Data de publicação: Jun 09, 2014 11:52:49 PM
O Bardo na Brêtema
Por Rudesindo Soutelo (*)
No ano 1973, John Blacking, define a música como um produto do comportamento dos grupos humanos, “seja formal ou informal: é som humanamente organizado”[1].
É certo que o modernismo já iniciara um processo de valorização da arte popular mas o dilema de ‘alta’ e ‘baixa’ cultura continuou referindo-se a herança europeia; o resto das culturas foram etiquetadas como ‘exóticas’. Blacking chamou a atenção para essas “inadequadas e enganosas ferramentas conceptuais” porque “o que precisamos saber é que sons e que tipos de comportamento, nas diferentes sociedades, decidiram chamar de «musicais»”[2].
O etnocentrismo ocidental começou a diluir a sua hegemonia cultural, política e económica, deixando um espaço cada vez maior para as inúmeras sociedades emergentes e culturas diferentes que nos obrigam a repensar a própria organização social e os valores que queremos promover.
Kant foi, no século XVIII, quem alertou de que todo o conhecimento começa com a experiência, mas acrescentou que “embora esta nos diga o que é que existe, não nos diz que tenha que ser necessariamente assim e não de outra maneira”[3]. Para experimentar essas outras formas de conhecimento, o artista ocidental teve de abandonar a sua torre de marfim e sair para a rua, criando os novos mitos que expliquem a ordem do mundo e inspirar confiança à sociedade que integra.

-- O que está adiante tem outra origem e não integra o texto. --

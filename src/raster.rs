//! Color-mapped raster export.
//!
//! Turns a 2-D sample grid into an RGBA image: normalize against the finite
//! (and, with a mask, masked-in) value range, look every sample up in a
//! colormap, optionally flip rows and attach the mask as alpha, then encode
//! in the format implied by the destination's extension.

use image::{imageops, GrayImage, Luma, Rgba, RgbaImage};
use ndarray::{Array2, ArrayView2, Zip};
use std::path::{Path, PathBuf};
use std::time::Instant;
use tracing::{debug, info, warn};

use crate::colormaps::{segmented, Colormap};
use crate::error::{Result, VisError};
use crate::logging::{log_error, log_timed_operation};

/// Options for [`save_image`]
#[derive(Clone, Copy)]
pub struct ImageOptions<'a> {
    /// Colormap to apply; jet when `None`
    pub colormap: Option<&'a dyn Colormap>,
    /// Samples to keep; `false` entries become transparent and are ignored
    /// when computing the value range
    pub mask: Option<ArrayView2<'a, bool>>,
    /// Put row 0 at the bottom of the image (plot convention)
    pub flip_vertical: bool,
}

impl Default for ImageOptions<'_> {
    fn default() -> Self {
        Self {
            colormap: None,
            mask: None,
            flip_vertical: true,
        }
    }
}

impl<'a> ImageOptions<'a> {
    pub fn colormap(mut self, colormap: &'a dyn Colormap) -> Self {
        self.colormap = Some(colormap);
        self
    }

    pub fn mask(mut self, mask: ArrayView2<'a, bool>) -> Self {
        self.mask = Some(mask);
        self
    }

    pub fn flip_vertical(mut self, flip: bool) -> Self {
        self.flip_vertical = flip;
        self
    }
}

/// Minimum and maximum of the finite samples selected by `mask` (all when `None`).
pub fn value_range(
    data: ArrayView2<f64>,
    mask: Option<ArrayView2<bool>>,
) -> Result<(f64, f64)> {
    let mut min_val = f64::INFINITY;
    let mut max_val = f64::NEG_INFINITY;

    let mut include = |val: f64| {
        if val.is_finite() {
            min_val = min_val.min(val);
            max_val = max_val.max(val);
        }
    };

    match mask {
        Some(mask) => {
            check_shape(data, mask)?;
            Zip::from(&data).and(&mask).for_each(|&val, &keep| {
                if keep {
                    include(val)
                }
            });
        }
        None => data.iter().for_each(|&val| include(val)),
    }

    if min_val > max_val {
        return Err(VisError::EmptyRange {
            message: if mask.is_some() {
                "mask selects no finite samples".to_string()
            } else {
                "array holds no finite samples".to_string()
            },
        });
    }
    Ok((min_val, max_val))
}

/// Rescale `data` into [0, 1] against the range of its finite samples.
///
/// With a mask the range comes from the masked-in samples only and every
/// sample, masked or not, is clipped against it. Non-finite samples stay NaN.
/// A degenerate range (all selected samples equal) maps everything to 0.5.
pub fn normalize(data: ArrayView2<f64>, mask: Option<ArrayView2<bool>>) -> Result<Array2<f64>> {
    if data.is_empty() {
        return Err(VisError::InvalidParameter {
            param: "data".to_string(),
            message: "array is empty".to_string(),
        });
    }

    let (min_val, max_val) = value_range(data, mask)?;
    let span = max_val - min_val;
    if span <= 0.0 {
        warn!(
            value = min_val,
            "Degenerate value range, mapping samples to the colormap midpoint"
        );
    }

    Ok(data.mapv(|val| {
        if !val.is_finite() {
            f64::NAN
        } else if span > 0.0 {
            ((val - min_val) / span).clamp(0.0, 1.0)
        } else {
            0.5
        }
    }))
}

/// Look every normalized sample up in `colormap`.
///
/// Row `r` of the array becomes image row `r`; columns become x.
pub fn colorize(normalized: ArrayView2<f64>, colormap: &dyn Colormap) -> RgbaImage {
    let (rows, cols) = normalized.dim();
    let mut img = RgbaImage::new(cols as u32, rows as u32);
    for ((row, col), &value) in normalized.indexed_iter() {
        img.put_pixel(col as u32, row as u32, Rgba(colormap.map_normalized(value)));
    }
    img
}

/// Alpha plane for a mask: 255 where true, 0 where false.
pub fn mask_to_alpha(mask: ArrayView2<bool>) -> GrayImage {
    let (rows, cols) = mask.dim();
    let mut alpha = GrayImage::new(cols as u32, rows as u32);
    for ((row, col), &keep) in mask.indexed_iter() {
        alpha.put_pixel(col as u32, row as u32, Luma([if keep { 255 } else { 0 }]));
    }
    alpha
}

/// Replace the alpha channel of `img` with `alpha`.
fn put_alpha(img: &mut RgbaImage, alpha: &GrayImage) {
    for (pixel, a) in img.pixels_mut().zip(alpha.pixels()) {
        pixel.0[3] = a.0[0];
    }
}

/// Build the color-mapped image without writing it anywhere.
pub fn render_image(data: ArrayView2<f64>, options: &ImageOptions) -> Result<RgbaImage> {
    let colormap: &dyn Colormap = match options.colormap {
        Some(colormap) => colormap,
        None => &*segmented::DEFAULT_COLORMAP,
    };

    let normalized = normalize(data, options.mask)?;
    let mut img = colorize(normalized.view(), colormap);
    if options.flip_vertical {
        imageops::flip_vertical_in_place(&mut img);
    }

    if let Some(mask) = options.mask {
        let mut alpha = mask_to_alpha(mask);
        if options.flip_vertical {
            imageops::flip_vertical_in_place(&mut alpha);
        }
        put_alpha(&mut img, &alpha);
    }

    debug!(
        width = img.width(),
        height = img.height(),
        colormap = colormap.name(),
        masked = options.mask.is_some(),
        flipped = options.flip_vertical,
        "Rendered color-mapped image"
    );
    Ok(img)
}

/// Save `data` as a color-mapped image at `path`.
///
/// Returns the path written and the in-memory image.
pub fn save_image<P: AsRef<Path>>(
    data: ArrayView2<f64>,
    path: P,
    options: &ImageOptions,
) -> Result<(PathBuf, RgbaImage)> {
    let path = path.as_ref().to_path_buf();
    let start = Instant::now();

    let result = log_timed_operation("save_image", || -> Result<RgbaImage> {
        let img = render_image(data, options)?;
        img.save(&path)?;
        Ok(img)
    });

    match result {
        Ok(img) => {
            info!(
                path = %path.display(),
                width = img.width(),
                height = img.height(),
                duration_ms = start.elapsed().as_millis() as u64,
                "Image saved"
            );
            Ok((path, img))
        }
        Err(error) => {
            log_error(&error, &format!("saving image to {}", path.display()));
            Err(error)
        }
    }
}

fn check_shape(data: ArrayView2<f64>, mask: ArrayView2<bool>) -> Result<()> {
    if data.dim() != mask.dim() {
        return Err(VisError::ShapeMismatch {
            expected: data.dim(),
            actual: mask.dim(),
        });
    }
    Ok(())
}
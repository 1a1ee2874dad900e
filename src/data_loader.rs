//! Loading sample grids and masks from JSON files.
//!
//! Arrays are stored as a JSON list of equally long rows. In value arrays a
//! `null` entry stands for a missing sample and becomes NaN.

use ndarray::Array2;
use serde::de::DeserializeOwned;
use std::path::Path;
use tracing::{debug, info};

use crate::error::{Result, VisError};

/// Load a 2-D array of samples.
pub fn load_array(path: &Path) -> Result<Array2<f64>> {
    let rows: Vec<Vec<Option<f64>>> = read_json(path)?;
    let array = rows_to_array(rows, "data")?.mapv(|v| v.unwrap_or(f64::NAN));
    info!(
        path = %path.display(),
        rows = array.nrows(),
        cols = array.ncols(),
        "Array loaded"
    );
    Ok(array)
}

/// Load a 2-D boolean mask.
pub fn load_mask(path: &Path) -> Result<Array2<bool>> {
    let rows: Vec<Vec<bool>> = read_json(path)?;
    let mask = rows_to_array(rows, "mask")?;
    debug!(
        path = %path.display(),
        selected = mask.iter().filter(|&&keep| keep).count(),
        "Mask loaded"
    );
    Ok(mask)
}

fn read_json<T: DeserializeOwned>(path: &Path) -> Result<T> {
    let content = std::fs::read_to_string(path)?;
    Ok(serde_json::from_str(&content)?)
}

/// Pack equally long rows into an array.
pub fn rows_to_array<T: Clone>(rows: Vec<Vec<T>>, what: &str) -> Result<Array2<T>> {
    let nrows = rows.len();
    let ncols = rows.first().map_or(0, Vec::len);
    if nrows == 0 || ncols == 0 {
        return Err(VisError::InvalidParameter {
            param: what.to_string(),
            message: "array is empty".to_string(),
        });
    }
    if let Some((i, row)) = rows.iter().enumerate().find(|(_, row)| row.len() != ncols) {
        return Err(VisError::InvalidParameter {
            param: what.to_string(),
            message: format!("row {} has {} entries, expected {}", i, row.len(), ncols),
        });
    }

    let flat: Vec<T> = rows.into_iter().flatten().collect();
    Ok(Array2::from_shape_vec((nrows, ncols), flat)?)
}

#[cfg(test)]
mod tests {
    use super::*;
    use ndarray::array;
    use std::io::Write;

    fn json_file(content: &str) -> tempfile::NamedTempFile {
        let mut file = tempfile::NamedTempFile::new().unwrap();
        file.write_all(content.as_bytes()).unwrap();
        file
    }

    #[test]
    fn test_load_array_with_missing_values() {
        let file = json_file("[[1, 2.5, null], [4, 5, 6]]");
        let array = load_array(file.path()).unwrap();
        assert_eq!(array.dim(), (2, 3));
        assert_eq!(array[[0, 1]], 2.5);
        assert!(array[[0, 2]].is_nan());
    }

    #[test]
    fn test_load_mask() {
        let file = json_file("[[true, false], [false, true]]");
        let mask = load_mask(file.path()).unwrap();
        assert_eq!(mask, array![[true, false], [false, true]]);
    }

    #[test]
    fn test_ragged_and_empty_rejected() {
        let file = json_file("[[1, 2], [3]]");
        assert!(matches!(
            load_array(file.path()),
            Err(VisError::InvalidParameter { .. })
        ));

        let file = json_file("[]");
        assert!(load_array(file.path()).is_err());

        let file = json_file("[[]]");
        assert!(load_mask(file.path()).is_err());
    }

    #[test]
    fn test_malformed_json() {
        let file = json_file("not json");
        assert!(matches!(load_array(file.path()), Err(VisError::Json(_))));
    }
}
//! Gas limit and gas price selection

use crate::chain::{ChainClient, GasPrice};
use crate::config::{GasConfig, GasPriceStrategy};
use crate::error::{MintError, MintResult};

use ethers::types::U256;
use tracing::{debug, warn};

const GWEI: u64 = 1_000_000_000;

/// Picks gas parameters for the mint transaction
pub struct GasEstimator {
    /// Fixed gas limit for the mint call
    gas_limit: U256,
    /// Legacy price or EIP-1559 fees
    strategy: GasPriceStrategy,
    /// Buffer percentage added to the node's suggestion (e.g., 10 = 10%)
    price_buffer_percent: u64,
    /// Upper bound on the price per gas, in wei
    max_gas_price: Option<U256>,
}

impl GasEstimator {
    /// Create a new gas estimator
    pub fn new(config: &GasConfig) -> Self {
        Self {
            gas_limit: U256::from(config.gas_limit),
            strategy: config.strategy,
            price_buffer_percent: config.price_buffer_percent,
            max_gas_price: config
                .max_gas_price_gwei
                .map(|gwei| U256::from(gwei) * U256::from(GWEI)),
        }
    }

    /// Gas limit for the mint call
    pub fn gas_limit(&self) -> U256 {
        self.gas_limit
    }

    /// Get the gas price suggested by the node, buffered and capped
    pub async fn get_gas_price<C: ChainClient + ?Sized>(&self, client: &C) -> MintResult<GasPrice> {
        let (operation, suggested) = match self.strategy {
            GasPriceStrategy::Legacy => ("eth_gasPrice", GasPrice::Legacy(client.gas_price().await?)),
            GasPriceStrategy::Eip1559 => {
                let (max_fee_per_gas, max_priority_fee_per_gas) = client.eip1559_fees().await?;
                (
                    "eth_feeHistory",
                    GasPrice::Eip1559 {
                        max_fee_per_gas,
                        max_priority_fee_per_gas,
                    },
                )
            }
        };

        let buffered = self
            .buffer(suggested)
            .ok_or_else(|| MintError::rpc(operation, format!("gas price {:?} out of range", suggested)))?;
        let price = self.cap(buffered);
        debug!("Suggested gas price {:?}, using {:?}", suggested, price);
        Ok(price)
    }

    /// Add the buffer; `None` when the node's value overflows
    fn buffer(&self, price: GasPrice) -> Option<GasPrice> {
        let add = |v: U256| {
            v.checked_mul(U256::from(self.price_buffer_percent))
                .and_then(|extra| v.checked_add(extra / 100))
        };
        Some(match price {
            GasPrice::Legacy(price) => GasPrice::Legacy(add(price)?),
            GasPrice::Eip1559 {
                max_fee_per_gas,
                max_priority_fee_per_gas,
            } => GasPrice::Eip1559 {
                max_fee_per_gas: add(max_fee_per_gas)?,
                max_priority_fee_per_gas: add(max_priority_fee_per_gas)?,
            },
        })
    }

    fn cap(&self, price: GasPrice) -> GasPrice {
        let Some(max) = self.max_gas_price else {
            return price;
        };

        match price {
            GasPrice::Legacy(p) if p > max => {
                warn!("Gas price {} wei exceeds cap, using {} wei", p, max);
                GasPrice::Legacy(max)
            }
            GasPrice::Eip1559 {
                max_fee_per_gas,
                max_priority_fee_per_gas,
            } if max_fee_per_gas > max => {
                warn!("Max fee {} wei exceeds cap, using {} wei", max_fee_per_gas, max);
                GasPrice::Eip1559 {
                    max_fee_per_gas: max,
                    max_priority_fee_per_gas: max_priority_fee_per_gas.min(max),
                }
            }
            other => other,
        }
    }

    /// Calculate the most the transaction can cost in wei, saturating at `U256::MAX`
    pub fn calculate_cost(&self, gas_price: &GasPrice) -> U256 {
        self.gas_limit.saturating_mul(gas_price.max_per_gas())
    }
}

Claude Lévi-Strauss diz que após o humanismo aristocrático do Renascimento e do humanismo burguês, exótico, do século XIX, surge o humanismo democrático que “apela à reconciliação do homem e da natureza, num humanismo generalizado”[4].
O artista, hoje, é um antropólogo social e cultural que desenvolve uma lógica das qualidades sensíveis do som, da cor, do sabor, da textura, do cheiro, e “escolhe, combina ou opõe estas qualidades para transmitir uma mensagem, de alguma forma, codificada”[5]. Nessa lógica, Lévi-Strauss não exclui a convergência do pensamento científico e do pensamento mítico do mundo sensível inerente ao funcionamento do espírito; e Blackinginsiste em que a análise da música na cultura deve ser “sensível ao contexto”[6].
Esse contexto, no mundo ocidental é prioritariamente urbano, onde a natureza se faz burgo e habita em nós. Reconciliados com a cidade, podemos humanizá-la com uma nova mitologia que reduza a voracidade do cartesianismo financeiro.
Diz Arnold Schoenberg que “a ordem não vem exigida pelo objeto, mas pelo sujeito” e “quando se compreende, procuram-se as razões, encontra-se a ordem, percebe-se a clareza”[7].
O pensamento sensível da sociedade, encabeçado pelos artistas, será o artífice de um burgo sustentável, de uma cidade inteligente.
(*) da Academia Galega da Língua Portuguesa.
Compositor e Mestre em Educação Artística.
© 2013 by Rudesindo Soutelo
(Vila Praia de Âncora: 30-XII-2013)
Este texto, redigido originalmente em castelhano, foi escrito para folha de sala duma exposição de Ricardo Brito no México com o título “C. I. Burgo”... (cidade inteligente).
[1] Blacking, J. (2010). Hay música en el hombre? (J. Ayats, Trad.) Madrid: Alianza Editorial, p. 38.
[2] Ibid. p. 31.
[3] Kant, I. (1990). Crítica de la Razón Pura. (P. Ribas, & J. Llinares, Trads.) València: Universitat de València, p. 44.
[4] Lévi-Strauss, C. (2012). A Antropologia Face aos Problemas do Mundo Moderno. (P. Vidal, Trad.) Lisboa: Círculo de Leitores, p. 63-64.
[5] Ibid. p. 128.
[6] Blacking, J. op. cit. p. 47.
[7] Schoenberg, A. (2001). Harmonia. (M. Maluf, Trad.) São Paulo: UNESP, p. 72-73.